Sitting at home today, resting….and reflecting on this piece of the Magnificat:
“For he has looked with favor on the lowliness of his servant.”
What a challenging verse for us in our age of power-centeredness and ambition, of individualism…
How do we understand this “lowliness?” Do we understand it as an insult, or something to avoid? Or, do we understand it as this blessed space? A space of grace?
While reading it, my mind went to Psalm 139, that wonderfully eloquent song of our deepest identity.

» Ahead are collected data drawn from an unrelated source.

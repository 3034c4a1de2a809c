//! # Mangle Proxy Library
//!
//! This crate decides, for every proxied connection, which endpoint the
//! traffic really reaches. Two overrides are applied before any outbound
//! connection is made:
//!
//! - **DNS mangling**: hostnames with a configured override resolve to that
//!   IP instead of going through live DNS
//! - **Destination rewriting**: an ordered chain of stages may remap the
//!   resolved `(host, port)` to another `IP:port`, including port ranges
//!
//! ## Modules
//!
//! - [`addr`]: Destination and request types
//! - [`config`]: Configuration loading and validation
//! - [`error`]: Error types and handling
//! - [`logging`]: Logging setup and configuration
//! - [`pipeline`]: Resolution followed by rewriting, per request
//! - [`proxy`]: HTTP-mode forwarding (CONNECT tunnels and plain requests)
//! - [`resolver`]: Override table and name resolution
//! - [`rewrite`]: Rewrite stages and the rewrite chain
//! - [`rules`]: Rewrite rule parsing and the rule table
//! - [`server`]: Assembly of the pipeline and the listener
//! - [`socks`]: SOCKS5-mode front-end
//!
//! ## Example
//!
//! ```ignore
//! use mangle_proxy::config::AppConfig;
//! use mangle_proxy::server::ProxyServer;
//!
//! let mut config = AppConfig::default();
//! config.add_rules(&["example.com:10.0.0.1"], &["example.com:443:10.0.0.2:8443"])?;
//!
//! ProxyServer::from_config(config)?.run().await?;
//! ```
//!
//! ## Request Flow
//!
//! 1. **Resolve**: override table first, then live DNS (IP literals skip this)
//! 2. **Rewrite**: every chain stage in registration order
//! 3. **Connect**: the final `IP:port` is dialed by the active front-end

pub mod addr;
pub mod config;
pub mod error;
pub mod logging;
pub mod pipeline;
pub mod proxy;
pub mod resolver;
pub mod rewrite;
pub mod rules;
pub mod server;
pub mod socks;

pub use addr::{Command, DestinationSpec, RequestMeta, ResolvedAddr};
pub use config::{AppConfig, HostMapping, ProxyMode};
pub use error::{ProxyError, Result};
pub use pipeline::Pipeline;
pub use proxy::ConnectionForwarder;
pub use resolver::{DnsMangler, HostOverrides, NameResolver};
pub use rewrite::{AccessLogStage, AddressRewriter, RewriteChain, RuleTableStage};
pub use rules::{RewriteRule, RewriteRuleTable};
pub use server::ProxyServer;
pub use socks::SocksFrontend;
//! Per-request routing: name resolution followed by the rewrite chain.

use crate::addr::{DestinationSpec, RequestMeta, ResolvedAddr};
use crate::error::Result;
use crate::resolver::NameResolver;
use crate::rewrite::AddressRewriter;
use std::net::SocketAddr;
use std::sync::Arc;
use tracing::trace;

/// Shared, read-only routing pipeline used by every connection task.
#[derive(Clone)]
pub struct Pipeline {
    resolver: Arc<dyn NameResolver>,
    rewriter: Arc<dyn AddressRewriter>,
}

impl Pipeline {
    pub fn new(resolver: Arc<dyn NameResolver>, rewriter: Arc<dyn AddressRewriter>) -> Self {
        Self { resolver, rewriter }
    }

    /// Resolves the request's destination and runs the rewrite chain on it.
    ///
    /// Literal IP destinations skip resolution. A resolution failure is
    /// returned before any rewrite stage runs.
    pub async fn route(&self, request: &RequestMeta) -> Result<ResolvedAddr> {
        let resolved = match &request.destination {
            DestinationSpec::Domain { fqdn, port } => {
                let ip = self.resolver.resolve(fqdn).await?;
                ResolvedAddr::new(Some(fqdn.clone()), SocketAddr::new(ip, *port))
            }
            DestinationSpec::Ip(addr) => ResolvedAddr::new(None, *addr),
        };

        let routed = self.rewriter.rewrite(request, resolved);
        trace!(
            command = %request.command,
            requested = %request.destination,
            target = %routed.addr,
            "Routed request"
        );
        Ok(routed)
    }
}

#[cfg(test)]
mod tests {
    use super::*;
    use crate::addr::Command;
    use crate::error::ProxyError;
    use crate::resolver::{DnsMangler, HostOverrides};
    use crate::rewrite::{RewriteChain, RuleTableStage};
    use crate::rules::RewriteRuleTable;
    use async_trait::async_trait;
    use std::io;
    use std::net::IpAddr;
    use std::sync::atomic::{AtomicUsize, Ordering};

    /// Resolver that fails every lookup and counts calls.
    #[derive(Default)]
    struct FailingResolver(AtomicUsize);

    #[async_trait]
    impl NameResolver for FailingResolver {
        async fn resolve(&self, name: &str) -> Result<IpAddr> {
            self.0.fetch_add(1, Ordering::SeqCst);
            Err(ProxyError::Resolve {
                name: name.to_string(),
                source: io::Error::new(io::ErrorKind::NotFound, "no such host"),
            })
        }
    }

    /// Rewriter that counts calls.
    #[derive(Default)]
    struct CountingRewriter(AtomicUsize);

    impl AddressRewriter for CountingRewriter {
        fn rewrite(&self, _request: &RequestMeta, addr: ResolvedAddr) -> ResolvedAddr {
            self.0.fetch_add(1, Ordering::SeqCst);
            addr
        }
    }

    fn pipeline(overrides: &[&str], rules: &[&str]) -> Pipeline {
        let mut builder = HostOverrides::builder();
        for rule in overrides {
            builder.add_rule(rule).unwrap();
        }
        let chain = RewriteChain::builder()
            .stage(RuleTableStage::new(RewriteRuleTable::from_rules(rules).unwrap()))
            .build();
        Pipeline::new(Arc::new(DnsMangler::new(builder.build())), Arc::new(chain))
    }

    #[tokio::test]
    async fn test_route_override_then_rewrite() {
        let pipeline = pipeline(&["a.com:10.0.0.1"], &["a.com:443:10.0.0.2:8443"]);

        let request = RequestMeta::new(Command::Connect, DestinationSpec::from_host("a.com", 443));
        let routed = pipeline.route(&request).await.unwrap();
        assert_eq!(routed.addr, "10.0.0.2:8443".parse().unwrap());

        let request = RequestMeta::new(Command::Connect, DestinationSpec::from_host("a.com", 80));
        let routed = pipeline.route(&request).await.unwrap();
        assert_eq!(routed.addr, "10.0.0.1:80".parse().unwrap());
    }

    #[tokio::test]
    async fn test_route_ip_literal() {
        let pipeline = pipeline(&[], &["1.2.3.4:80:5.6.7.8"]);

        let request = RequestMeta::new(Command::Bind, DestinationSpec::from_host("1.2.3.4", 80));
        let routed = pipeline.route(&request).await.unwrap();
        assert_eq!(routed.addr, "5.6.7.8:80".parse().unwrap());
        assert_eq!(routed.fqdn, None);
    }

    #[tokio::test]
    async fn test_resolution_failure_skips_rewrite() {
        let resolver = Arc::new(FailingResolver::default());
        let rewriter = Arc::new(CountingRewriter::default());
        let pipeline = Pipeline::new(resolver.clone(), rewriter.clone());

        let request = RequestMeta::new(Command::Connect, DestinationSpec::from_host("a.com", 443));
        let result = pipeline.route(&request).await;
        assert!(matches!(result, Err(ProxyError::Resolve { .. })));
        assert_eq!(resolver.0.load(Ordering::SeqCst), 1);
        assert_eq!(rewriter.0.load(Ordering::SeqCst), 0);

        // IP destinations never reach the resolver.
        let request = RequestMeta::new(Command::Connect, DestinationSpec::from_host("10.0.0.1", 443));
        assert!(pipeline.route(&request).await.is_ok());
        assert_eq!(resolver.0.load(Ordering::SeqCst), 1);
        assert_eq!(rewriter.0.load(Ordering::SeqCst), 1);
    }
}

“For it was you who formed my
inward parts;
you knit me together in my
mother’s womb.
I praise you, for I am fearfully and
wonderfully made.
Wonderful are your works;
that I know very well.
My frame was not hidden from
you,
when I was being made in secret,
intricately woven in the depths
of the earth.”
These wonderful images of God knowing the depths of our being, our true nature….even those parts of ourselves that we don’t want to explore or admit to–maybe especially those places…because those spaces of darkness are the places where the seeds of our deeper realization take root. We come to know that we are loved no matter what…not in spite of who we are but because of who we are.
Oh to be able to rest in that space, to give thanks for that…to be grateful in our world.
So, I can see how one might not readily want to identify with Blessed Mary on “the lowliness of his servant,” but I also see how this is the key. This state of lowliness is the countercultural key of God’s grace in our world.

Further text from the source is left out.